This is a crazy time of year if you’re a photographer trying to capture after-sunset and before-sunrise scenes. With the sun setting after 10pm and rising before 4.30am it makes more sense working a sunset through to sunrise shift than it does going to bed in between. Until life gets in the way of course.
Midsummer sunrise was the same disappointment for me as last year with mist hiding the city from my vantage point, so I was glad I’d caught this brief glimpse of the sunset the evening before, with a slightly weird perspective of the castle from way outside the city.
After the cloud on the horizon snuffed out the sun - you could almost hear the sizzzzlesshst as it dropped - the sky above Edinburgh and Fife glowed with that midsummer vibrance you don’t get any other time of year. The air was full of birdsong with diving, darting, swooping swifts competing with the bats to engorge on insect supper.
Silverknowes lived up to its name the next evening with a wide and tall metallic sky reflected in the Forth, but the sun was again subdued by mist and cloud. It felt tropical, wandering around in short sleeved shirt staring over a languorous Forth undulating with small lazy waves.
Granton Harbour had the same time-standing-still feel to it with the surface here even smoother and more reflective - the waves briefly chirruping onto the beach. Dogs barked, children laughed and a fire crackled and sparked in the distance.
The sea and sky were perfect partners; their edges blurring and softening as they grew into one another, wrapping themselves around each other’s colours and shapes and patterns.
I spotted a ship in the mist and recognised the colours of the Spirit of Tasmania, which I’d heard was leaving the port of Leith, so I drove along the shore to see if I could get a better view.
It turned out to be returning back into Leith, I think after a wee trip around the Forth, just to get her sea legs before the long journey down to Australia. She’s been sitting at Leith for the last 6 months because her home port in Tasmania doesn’t have a dock big enough for her to use yet - you thought we had ferry problems in Scotland?

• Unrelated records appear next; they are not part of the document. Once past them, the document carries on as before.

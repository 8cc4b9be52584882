pub mod audit;
pub mod backfill;
pub mod catalog;
pub mod claim;
pub mod document_store;
pub mod lifecycle;
pub mod model;
pub mod queue;
pub mod runner;
pub mod state;
pub mod status;
pub mod watchdog;
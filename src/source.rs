use std::path::{Path, PathBuf};
use std::time::Duration;

use tempfile::TempDir;
use url::Url;

use crate::error::ExtractionError;

/// Where a document's PDF lives.
#[derive(Debug, Clone, PartialEq, Eq)]
pub enum SourceLocation {
    Remote(Url),
    Local(PathBuf),
}

impl SourceLocation {
    /// `http(s)://` locators are remote, `file://` URLs and everything else
    /// are treated as local paths.
    pub fn classify(source: &str) -> Self {
        let source = source.trim();
        if let Ok(url) = Url::parse(source) {
            match url.scheme() {
                "http" | "https" => return Self::Remote(url),
                "file" => {
                    if let Ok(path) = url.to_file_path() {
                        return Self::Local(path);
                    }
                }
                _ => {}
            }
        }
        Self::Local(PathBuf::from(source))
    }
}

/// A PDF ready for conversion. Downloaded files live in a scratch directory
/// that is removed when this value is dropped.
#[derive(Debug)]
pub struct FetchedSource {
    path: PathBuf,
    _scratch: Option<TempDir>,
}

impl FetchedSource {
    pub fn path(&self) -> &Path {
        &self.path
    }
}

#[derive(Debug, Clone)]
pub struct SourceFetcher {
    client: reqwest::Client,
}

impl SourceFetcher {
    pub fn new(timeout: Duration) -> anyhow::Result<Self> {
        let client = reqwest::Client::builder()
            .timeout(timeout)
            .redirect(reqwest::redirect::Policy::limited(10))
            .build()
            .map_err(|err| anyhow::anyhow!("build download http client: {err}"))?;
        Ok(Self { client })
    }

    pub async fn fetch(&self, source: &str) -> Result<FetchedSource, ExtractionError> {
        match SourceLocation::classify(source) {
            SourceLocation::Remote(url) => self.download(&url).await,
            SourceLocation::Local(path) => {
                let exists = tokio::fs::try_exists(&path).await.unwrap_or(false);
                if !exists {
                    return Err(ExtractionError::SourceUnavailable(format!(
                        "not found: {}",
                        path.display()
                    )));
                }
                Ok(FetchedSource {
                    path,
                    _scratch: None,
                })
            }
        }
    }

    async fn download(&self, url: &Url) -> Result<FetchedSource, ExtractionError> {
        let unavailable =
            |err: reqwest::Error| ExtractionError::SourceUnavailable(format!("GET {url}: {err}"));

        tracing::info!(%url, "download source");
        let bytes = self
            .client
            .get(url.clone())
            .send()
            .await
            .map_err(unavailable)?
            .error_for_status()
            .map_err(unavailable)?
            .bytes()
            .await
            .map_err(unavailable)?;
        if bytes.is_empty() {
            return Err(ExtractionError::SourceUnavailable(format!(
                "GET {url}: empty body"
            )));
        }

        let scratch = tempfile::tempdir().map_err(|err| {
            ExtractionError::SourceUnavailable(format!("create download dir: {err}"))
        })?;
        let path = scratch.path().join("source.pdf");
        tokio::fs::write(&path, &bytes).await.map_err(|err| {
            ExtractionError::SourceUnavailable(format!("write {}: {err}", path.display()))
        })?;
        tracing::debug!(%url, bytes = bytes.len(), "source downloaded");

        Ok(FetchedSource {
            path,
            _scratch: Some(scratch),
        })
    }
}
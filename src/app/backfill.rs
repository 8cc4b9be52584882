use std::fmt;

use anyhow::Context as _;

use crate::app::document_store::{DocumentFilter, DocumentStore};
use crate::app::model::ContentStatus;
use crate::sections::parse_sections;

#[derive(Debug, Clone, PartialEq, Eq)]
pub enum BackfillEntry {
    Done { name: String, sections: usize },
    Skipped { name: String, reason: String },
}

impl BackfillEntry {
    pub fn is_done(&self) -> bool {
        matches!(self, Self::Done { .. })
    }
}

impl fmt::Display for BackfillEntry {
    fn fmt(&self, f: &mut fmt::Formatter<'_>) -> fmt::Result {
        match self {
            Self::Done { name, sections } => write!(f, "[DONE] {name}: {sections} sections"),
            Self::Skipped { name, reason } => write!(f, "[SKIP] {name}: {reason}"),
        }
    }
}

/// Regenerates sections for extracted documents that have content but no
/// sections, from their stored Markdown.
pub async fn backfill_sections(
    store: &dyn DocumentStore,
    limit: Option<usize>,
) -> anyhow::Result<Vec<BackfillEntry>> {
    let mut filter = DocumentFilter::with_status(ContentStatus::Extracted);
    if let Some(limit) = limit {
        filter = filter.limit(limit);
    }
    let documents = store
        .list(&filter)
        .await
        .context("list extracted documents")?;

    let mut entries = Vec::with_capacity(documents.len());
    for document in documents {
        let name = document.display_name();
        let existing = store
            .get_sections(&document.id)
            .await
            .context("load sections")?;
        if !existing.is_empty() {
            entries.push(BackfillEntry::Skipped {
                name,
                reason: format!("already has {} sections", existing.len()),
            });
            continue;
        }

        let Some(content) = store
            .get_content(&document.id)
            .await
            .context("load extracted content")?
        else {
            entries.push(BackfillEntry::Skipped {
                name,
                reason: "no content found".to_owned(),
            });
            continue;
        };

        let sections = parse_sections(&content.content_markdown);
        store
            .replace_sections(&document.id, &sections)
            .await
            .with_context(|| format!("write sections for {}", document.id))?;
        tracing::debug!(document_id = %document.id, sections = sections.len(), "sections backfilled");
        entries.push(BackfillEntry::Done {
            name,
            sections: sections.len(),
        });
    }
    Ok(entries)
}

The sky was a perfectly dark and ominous backdrop for the painstaking easing of the ship back through the entrance lock with a tug at either end.
I liked this crop showing the new “vertical distillery” that enjoys the best views in Leith. I must give them a ring for a keek out their windows.
So my midsummer views seemed more lazing than blazing.
I hope you’re getting out to enjoy the twilight and the luxury of clear midnight skies.
Maybe see you out there.
TD
Views from the bar are fabulous. Bar is really fabulous too! Contact their PR, they are lovely people.
I LOVE your descriptions, so lyrical, & actually prefer the conditions in these shots compared to the standard glorious sunrises & -sets.